Advancements in 3D printing of membranes

Additive manufacturing or its more conventional name 3D Printing is a relatively new but increasingly more popular processing method for generating complex structures and is still finding its way into modern industry[1,2]. Thanks to its unprecedented control over processing geometry and resolution, this method is considered highly viable for the membrane industry [3]. However, due to the limitations in the resolution or the processing speed of conventional 3D printing, membranes have been unable to be directly printed and most efforts have been made mostly within space technology or assisting conventional membrane manufacturing[4]. These problems have been largely mitigated by porous printing with SLA (stereolithography) which has pushed the pore-size sub 100nm to about 46nm within the UF membrane sector while retaining the possibility of advanced geometries.

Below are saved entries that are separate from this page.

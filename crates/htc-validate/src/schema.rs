//! Phase 2: element-level schema validation
//!
//! Each structural element that has a Dataplane API schema is marshalled
//! to JSON (nulls stripped, metadata nested) and validated against the
//! version-appropriate embedded schema document. `allOf` compositions and
//! intra-document `$ref`s are resolved by the validator. All violations
//! are accumulated with element-path context before the phase fails.

use std::collections::HashMap;

use htc_haproxy::{to_api_model, Config, DataplaneVersion};
use jsonschema::Validator as SchemaValidator;
use once_cell::sync::Lazy;
use serde::Serialize;
use serde_json::{json, Value};

use crate::error::{Error, Result};

const SCHEMA_V3_0: &str = include_str!("schemas/v3_0.json");
const SCHEMA_V3_1: &str = include_str!("schemas/v3_1.json");
const SCHEMA_V3_2: &str = include_str!("schemas/v3_2.json");

/// Element kinds with a Dataplane schema.
#[derive(Debug, Clone, Copy, PartialEq, Eq, Hash)]
enum ElementKind {
    Server,
    Bind,
    Acl,
    HttpRequestRule,
    HttpResponseRule,
    TcpRequestRule,
    BackendSwitchingRule,
    Filter,
    LogTarget,
    Capture,
    HttpCheck,
}

impl ElementKind {
    const ALL: [Self; 11] = [
        Self::Server,
        Self::Bind,
        Self::Acl,
        Self::HttpRequestRule,
        Self::HttpResponseRule,
        Self::TcpRequestRule,
        Self::BackendSwitchingRule,
        Self::Filter,
        Self::LogTarget,
        Self::Capture,
        Self::HttpCheck,
    ];

    fn definition(self) -> &'static str {
        match self {
            Self::Server => "server",
            Self::Bind => "bind",
            Self::Acl => "acl",
            Self::HttpRequestRule => "http_request_rule",
            Self::HttpResponseRule => "http_response_rule",
            Self::TcpRequestRule => "tcp_request_rule",
            Self::BackendSwitchingRule => "backend_switching_rule",
            Self::Filter => "filter",
            Self::LogTarget => "log_target",
            Self::Capture => "capture",
            Self::HttpCheck => "http_check",
        }
    }
}

struct SchemaSet {
    validators: HashMap<ElementKind, SchemaValidator>,
}

impl SchemaSet {
    fn build(document: &str) -> Self {
        let definitions: Value =
            serde_json::from_str(document).expect("embedded schema document must parse");
        let mut validators = HashMap::new();
        for kind in ElementKind::ALL {
            // Root the validator at one definition; $ref and allOf resolve
            // against the full document.
            let schema = json!({
                "definitions": definitions["definitions"],
                "$ref": format!("#/definitions/{}", kind.definition()),
            });
            let validator = jsonschema::validator_for(&schema)
                .expect("embedded schema definition must compile");
            validators.insert(kind, validator);
        }
        Self { validators }
    }
}

static SCHEMAS: Lazy<HashMap<DataplaneVersion, SchemaSet>> = Lazy::new(|| {
    HashMap::from([
        (DataplaneVersion::V3_0, SchemaSet::build(SCHEMA_V3_0)),
        (DataplaneVersion::V3_1, SchemaSet::build(SCHEMA_V3_1)),
        (DataplaneVersion::V3_2, SchemaSet::build(SCHEMA_V3_2)),
    ])
});

/// Validate every schema-bearing element of the parsed config.
pub fn check(config: &Config, version: DataplaneVersion) -> Result<()> {
    let schemas = &SCHEMAS[&version];
    let mut errors = Vec::new();

    for frontend in &config.frontends {
        let at = format!("frontend {}", frontend.name);
        validate_all(schemas, ElementKind::Bind, &at, "bind", &frontend.binds, &mut errors);
        validate_all(schemas, ElementKind::Acl, &at, "acl", &frontend.acls, &mut errors);
        validate_all(
            schemas,
            ElementKind::HttpRequestRule,
            &at,
            "http-request rule",
            &frontend.http_request_rules,
            &mut errors,
        );
        validate_all(
            schemas,
            ElementKind::HttpResponseRule,
            &at,
            "http-response rule",
            &frontend.http_response_rules,
            &mut errors,
        );
        validate_all(
            schemas,
            ElementKind::TcpRequestRule,
            &at,
            "tcp-request rule",
            &frontend.tcp_request_rules,
            &mut errors,
        );
        validate_all(
            schemas,
            ElementKind::BackendSwitchingRule,
            &at,
            "use_backend rule",
            &frontend.backend_switching_rules,
            &mut errors,
        );
        validate_all(schemas, ElementKind::Capture, &at, "capture", &frontend.captures, &mut errors);
        validate_all(schemas, ElementKind::Filter, &at, "filter", &frontend.filters, &mut errors);
        validate_all(
            schemas,
            ElementKind::LogTarget,
            &at,
            "log target",
            &frontend.log_targets,
            &mut errors,
        );
    }

    for backend in &config.backends {
        let at = format!("backend {}", backend.name);
        for server in &backend.servers {
            validate_one(
                schemas,
                ElementKind::Server,
                &format!("{at}, server {}", server.name),
                server,
                &mut errors,
            );
        }
        validate_all(schemas, ElementKind::Acl, &at, "acl", &backend.acls, &mut errors);
        validate_all(
            schemas,
            ElementKind::HttpRequestRule,
            &at,
            "http-request rule",
            &backend.http_request_rules,
            &mut errors,
        );
        validate_all(
            schemas,
            ElementKind::HttpResponseRule,
            &at,
            "http-response rule",
            &backend.http_response_rules,
            &mut errors,
        );
        validate_all(
            schemas,
            ElementKind::HttpCheck,
            &at,
            "http-check",
            &backend.http_checks,
            &mut errors,
        );
        validate_all(schemas, ElementKind::Filter, &at, "filter", &backend.filters, &mut errors);
        validate_all(
            schemas,
            ElementKind::LogTarget,
            &at,
            "log target",
            &backend.log_targets,
            &mut errors,
        );
    }

    validate_all(
        schemas,
        ElementKind::LogTarget,
        "global",
        "log target",
        &config.global.log_targets,
        &mut errors,
    );

    if errors.is_empty() {
        Ok(())
    } else {
        Err(Error::Schema { errors })
    }
}

fn validate_all<T: Serialize>(
    schemas: &SchemaSet,
    kind: ElementKind,
    at: &str,
    label: &str,
    elements: &[T],
    errors: &mut Vec<String>,
) {
    for (index, element) in elements.iter().enumerate() {
        validate_one(schemas, kind, &format!("{at}, {label} {index}"), element, errors);
    }
}

fn validate_one<T: Serialize>(
    schemas: &SchemaSet,
    kind: ElementKind,
    path: &str,
    element: &T,
    errors: &mut Vec<String>,
) {
    let Some(body) = to_api_model(element) else {
        errors.push(format!("{path}: not representable as an API model"));
        return;
    };
    let validator = &schemas.validators[&kind];
    for violation in validator.iter_errors(&body) {
        let at = violation.instance_path.to_string();
        if at.is_empty() {
            errors.push(format!("{path}: {violation}"));
        } else {
            errors.push(format!("{path}: {violation} (at {at})"));
        }
    }
}

#[cfg(test)]
mod tests {
    use super::*;
    use htc_haproxy::parse;

    #[test]
    fn valid_config_passes_all_versions() {
        let config = parse(
            "global\n  maxconn 2000\nfrontend www\n  bind *:80\n  acl is_api path_beg /api\n  use_backend api if is_api\nbackend api\n  server srv1 10.0.0.1:8080 check weight 10\n",
        )
        .unwrap();
        for version in [DataplaneVersion::V3_0, DataplaneVersion::V3_1, DataplaneVersion::V3_2] {
            check(&config, version).unwrap();
        }
    }

    #[test]
    fn auth_realm_with_spaces_is_rejected() {
        let config = parse(
            "frontend www\n  http-request auth realm \"Invalid With Spaces\" if !authed\n",
        )
        .unwrap();
        let err = check(&config, DataplaneVersion::V3_0).unwrap_err();
        let text = err.to_string();
        assert!(text.contains("auth_realm"), "error should name the field: {text}");
        assert!(text.contains("frontend www"));
    }

    #[test]
    fn out_of_range_server_weight_is_rejected_with_path() {
        let config = parse("backend api\n  server srv2 10.0.0.2:8080 weight 9999\n").unwrap();
        let err = check(&config, DataplaneVersion::V3_0).unwrap_err();
        let text = err.to_string();
        assert!(text.contains("backend api, server srv2"));
        assert!(text.contains("weight"));
    }

    #[test]
    fn errors_accumulate_across_elements() {
        let config = parse(
            "backend api\n  server a 10.0.0.1:8080 weight 9999\n  server b 10.0.0.2:8080 rise 0\n",
        )
        .unwrap();
        match check(&config, DataplaneVersion::V3_0).unwrap_err() {
            Error::Schema { errors } => assert!(errors.len() >= 2, "got {errors:?}"),
            other => panic!("unexpected error: {other}"),
        }
    }

    #[test]
    fn redirect_code_enum_widens_with_version() {
        let config = parse(
            "frontend www\n  http-request redirect location https://example.com code 308\n",
        )
        .unwrap();
        assert!(check(&config, DataplaneVersion::V3_0).is_err());
        assert!(check(&config, DataplaneVersion::V3_1).is_ok());
        assert!(check(&config, DataplaneVersion::V3_2).is_ok());
    }
}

Porous printing has opened up innovations within membrane technology such as new membrane materials. With these new materials, we were able to tune the membrane's physiochemical properties. For example, we have shown that we can easily tune the mechanical strength of the membranes as we achieved a gradual increase from a tensile strength of 1.95MPa to 21.20MPa. The working contact angle with a gradual increase 44.25º to 79.51º and achieved as high as a contact angle of 144.2º. Furthermore, the thermal and chemical stability was likewise possible to tune for greater stability as well. Since it also opens up for additive manufacturing and these new physiochemical improvements, new membrane types have been developed for improved membrane desalination, enhanced topology with a 1um resolution, and improved spacer technology for fouling mitigation. A further new SLA-method has shown to be possible to make membranes even out of inorganic materials such as glass. SLA has therefore shown itself as a versatile tool for membrane manufacturing, which has also led to some new separation methods that can rival conventional separation methods.